The B38 bus route begins at a loop around Borough Hall in Downtown Brooklyn. It heads east on Fulton Street, splitting onto DeKalb Avenue (westbound) and Lafayette Avenue (eastbound). After crossing Broadway, eastbound buses return to DeKalb Avenue via Bushwick Avenue. The route crosses into Ridgewood, Queens and turns southeast on Seneca Avenue; every other bus turns northeast on Stanhope Street to a loop around Linden Hill Cemetery, while the rest continue along Seneca Avenue to just shy of Myrtle Avenue. Along the way, transfers can be made to the subway at Court Street – Borough Hall, Jay Street – MetroTech, DeKalb Avenue (BMT Fourth Avenue and Brighton Lines), Classon Avenue, Kosciuszko Street, DeKalb Avenue (BMT Canarsie Line), and Seneca Avenue.

The B38 also employs a limited-stop service during the daytime on weekdays, making limited stops between Flatbush Avenue and Seneca Avenue. While the limited-stop service is running, B38 Limiteds serve Catalpa Avenue while local B38 buses serve the Linden Hill Cemetery.
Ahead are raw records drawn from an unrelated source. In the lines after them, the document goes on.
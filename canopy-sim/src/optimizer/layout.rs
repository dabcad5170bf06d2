//! Candidate fixture layouts and layout geometry metrics

use shared::algo::coefficient_of_variation_pct;
use shared::range_arg::RangeArg;
use thiserror::Error;

use crate::hardware::fixture::Fixture;
use crate::hardware::room::Room;

#[derive(Error, Debug, Clone, PartialEq)]
pub enum LayoutError {
    #[error("fixture spacing must be positive and finite, got {0}")]
    NonPositiveSpacing(f64),
    #[error("spacing {spacing} needs {count} fixtures, more than the limit of {limit}")]
    TooManyFixtures { spacing: f64, count: f64, limit: usize },
}

/// Largest fixture grid a single layout may hold
pub const MAX_LAYOUT_FIXTURES: usize = 10_000;

/// Validated spacing values of a sweep, in sweep order
pub fn spacing_candidates(sweep: &RangeArg) -> Result<Vec<f64>, LayoutError> {
    sweep
        .values()
        .map(|spacing| {
            if spacing.is_finite() && spacing > 0.0 {
                Ok(spacing)
            } else {
                Err(LayoutError::NonPositiveSpacing(spacing))
            }
        })
        .collect()
}

/// Number of fixtures fitting along an extent at a spacing, at least one
fn count_along(extent: f64, spacing: f64) -> f64 {
    (extent / spacing).floor().max(1.0)
}

/// Offsets of `count` fixtures spaced evenly and centred on `[0, extent]`
fn centred_positions(extent: f64, spacing: f64, count: usize) -> impl Iterator<Item = f64> {
    let start = (extent - (count - 1) as f64 * spacing) / 2.0;
    (0..count).map(move |i| start + i as f64 * spacing)
}

/// Rectangular grid of copies of `template`, centred in the room footprint.
///
/// Each axis holds `max(1, floor(extent / spacing))` fixtures. Only the x
/// and y of the template change; height, dimming and model are kept.
/// Grids larger than [`MAX_LAYOUT_FIXTURES`] are rejected before allocating.
pub fn grid_layout(room: &Room, spacing: f64, template: &Fixture) -> Result<Vec<Fixture>, LayoutError> {
    if !(spacing.is_finite() && spacing > 0.0) {
        return Err(LayoutError::NonPositiveSpacing(spacing));
    }
    let (cols, rows) = (count_along(room.width, spacing), count_along(room.length, spacing));
    let count = cols * rows;
    if !(count <= MAX_LAYOUT_FIXTURES as f64) {
        return Err(LayoutError::TooManyFixtures {
            spacing,
            count,
            limit: MAX_LAYOUT_FIXTURES,
        });
    }
    let (cols, rows) = (cols as usize, rows as usize);

    let xs: Vec<f64> = centred_positions(room.width, spacing, cols).collect();
    let layout = centred_positions(room.length, spacing, rows)
        .flat_map(|y| {
            xs.iter().map(move |&x| Fixture {
                x,
                y,
                ..template.clone()
            })
        })
        .collect();
    Ok(layout)
}

/// Coefficient of variation (percent) of nearest-neighbour distances
/// between emitting fixtures, measured in plan.
///
/// A perfectly regular grid scores 0; fewer than two emitting fixtures also
/// score 0 since there is no spacing to compare.
pub fn fixture_spacing_cv(fixtures: &[Fixture]) -> f64 {
    let active: Vec<&Fixture> = fixtures.iter().filter(|f| f.is_emitting()).collect();
    if active.len() < 2 {
        return 0.0;
    }

    let nearest: Vec<f64> = active
        .iter()
        .enumerate()
        .map(|(i, a)| {
            active
                .iter()
                .enumerate()
                .filter(|(j, _)| *j != i)
                .map(|(_, b)| (a.x - b.x).hypot(a.y - b.y))
                .fold(f64::INFINITY, f64::min)
        })
        .collect();

    coefficient_of_variation_pct(&nearest)
}

/// Purchase cost of a layout, `None` if any fixture model has no unit cost
pub fn layout_cost(fixtures: &[Fixture]) -> Option<f64> {
    fixtures.iter().map(|f| f.model.unit_cost).sum()
}

#[cfg(test)]
mod tests {
    use super::*;
    use crate::hardware::fixture::models::{LED_BAR_680W, LED_PANEL_320W};
    use crate::hardware::fixture::FixtureModel;
    use crate::hardware::room::SurfaceReflectance;
    use approx::assert_relative_eq;
    use shared::units::{Power, PowerExt, Ppf};

    fn room(width: f64, length: f64) -> Room {
        Room::new(width, length, 3.0, SurfaceReflectance::default()).unwrap()
    }

    #[test]
    fn test_grid_is_centred() {
        let template = LED_BAR_680W.place(0.0, 0.0, 2.7).with_dimming(80.0);
        let layout = grid_layout(&room(10.0, 6.0), 2.0, &template).unwrap();

        // 5 columns x 3 rows
        assert_eq!(layout.len(), 15);
        let xs: Vec<f64> = layout.iter().take(5).map(|f| f.x).collect();
        assert_eq!(xs, vec![1.0, 3.0, 5.0, 7.0, 9.0]);
        assert_eq!(layout[0].y, 1.0);
        assert_eq!(layout[14].y, 5.0);
        assert!(layout.iter().all(|f| f.z == 2.7 && f.dimming_pct == 80.0));
    }

    #[test]
    fn test_small_room_gets_one_fixture() {
        let template = LED_PANEL_320W.place(0.0, 0.0, 2.0);
        let layout = grid_layout(&room(1.2, 0.8), 2.5, &template).unwrap();
        assert_eq!(layout.len(), 1);
        assert_relative_eq!(layout[0].x, 0.6);
        assert_relative_eq!(layout[0].y, 0.4);
    }

    #[test]
    fn test_spacing_validation() {
        let template = LED_PANEL_320W.place(0.0, 0.0, 2.0);
        assert_eq!(
            grid_layout(&room(4.0, 4.0), 0.0, &template),
            Err(LayoutError::NonPositiveSpacing(0.0))
        );

        let sweep = RangeArg::new(-1.0, 1.0, 1.0).unwrap();
        assert!(spacing_candidates(&sweep).is_err());
        let sweep = RangeArg::new(1.5, 3.0, 0.5).unwrap();
        assert_eq!(spacing_candidates(&sweep).unwrap(), vec![1.5, 2.0, 2.5, 3.0]);
    }

    #[test]
    fn test_fixture_count_is_capped() {
        let template = LED_PANEL_320W.place(0.0, 0.0, 2.0);
        assert!(matches!(
            grid_layout(&room(100.0, 100.0), 1e-3, &template),
            Err(LayoutError::TooManyFixtures { limit: MAX_LAYOUT_FIXTURES, .. })
        ));
        assert!(matches!(
            grid_layout(&room(4.0, 4.0), 1e-300, &template),
            Err(LayoutError::TooManyFixtures { .. })
        ));

        // 100 x 100 is exactly at the limit
        let layout = grid_layout(&room(100.0, 100.0), 1.0, &template).unwrap();
        assert_eq!(layout.len(), MAX_LAYOUT_FIXTURES);
    }

    #[test]
    fn test_regular_grid_has_zero_spacing_cv() {
        let template = LED_PANEL_320W.place(0.0, 0.0, 2.0);
        let layout = grid_layout(&room(8.0, 8.0), 2.0, &template).unwrap();
        assert_relative_eq!(fixture_spacing_cv(&layout), 0.0, epsilon = 1e-9);
    }

    #[test]
    fn test_irregular_spacing_cv() {
        let model = &*LED_PANEL_320W;
        let fixtures = vec![
            model.place(0.0, 0.0, 2.0),
            model.place(1.0, 0.0, 2.0),
            model.place(5.0, 0.0, 2.0),
        ];
        // nearest distances: 1, 1, 4 -> mean 2, std sqrt(2)
        assert_relative_eq!(
            fixture_spacing_cv(&fixtures),
            100.0 * 2.0_f64.sqrt() / 2.0,
            epsilon = 1e-9
        );

        // Disabled fixtures do not count
        let mut with_off = fixtures.clone();
        with_off[2].enabled = false;
        assert_eq!(fixture_spacing_cv(&with_off), 0.0);
    }

    #[test]
    fn test_layout_cost() {
        let fixtures = vec![
            LED_BAR_680W.place(1.0, 1.0, 2.7),
            LED_PANEL_320W.place(2.0, 1.0, 2.7),
        ];
        assert_eq!(layout_cost(&fixtures), Some(1550.0));

        let unpriced = FixtureModel::new("x", Ppf::new(100.0), 60.0, Power::from_watts(50.0));
        let mixed = vec![fixtures[0].clone(), unpriced.place(0.0, 0.0, 2.0)];
        assert_eq!(layout_cost(&mixed), None);
        assert_eq!(layout_cost(&[]), Some(0.0));
    }
}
There is no overnight service to Linden Hill Cemetery.

==History==

=== Streetcar service ===
After a legal battle with the Coney Island and Brooklyn Railroad (Smith Street Line), which shared Water Street west of Main Street, and in which it was decided that the CI&B would own two tracks and give the BC&N trackage rights over one, the Brooklyn City and Newtown Rail Road opened the line to the public on January 28, 1862. The route stretched from Fulton Ferry east to stables at Throop Avenue and a depot at Marcus Garvey Boulevard (then Yates Avenue, later Sumner Avenue). Tracks were laid in Fulton Street, Front Street, Gold Street, Willoughby Street, University Plaza (then Debevoise Street), and DeKalb Avenue. The eastbound track, in Water Street and Bridge Street rather than Front Street and Gold Street, was soon opened. By July, the line was extended northeast on DeKalb Avenue and southeast on Seneca Avenue to the Myrtle Avenue Park in Ridgewood, Queens.

In order to enable the company to avoid the narrow Debevoise Street and a dangerous westbound curve at Debevoise Street and DeKalb Avenue, a law was passed in 1869 to allow a single track in DeKalb Avenue and Gold Street between Debevoise Street and Willoughby Street. The company laid a single track plus a "siding", but used both for revenue service, rerouting all trains in both directions to the new route in August 1869. Eastbound trains were moved back to Willoughby Street and Debevoise Street once a single track was built to replace the two; by then, the Hunter's Point and Prospect Park Railroad (Crosstown Line) was also using Willoughby Street.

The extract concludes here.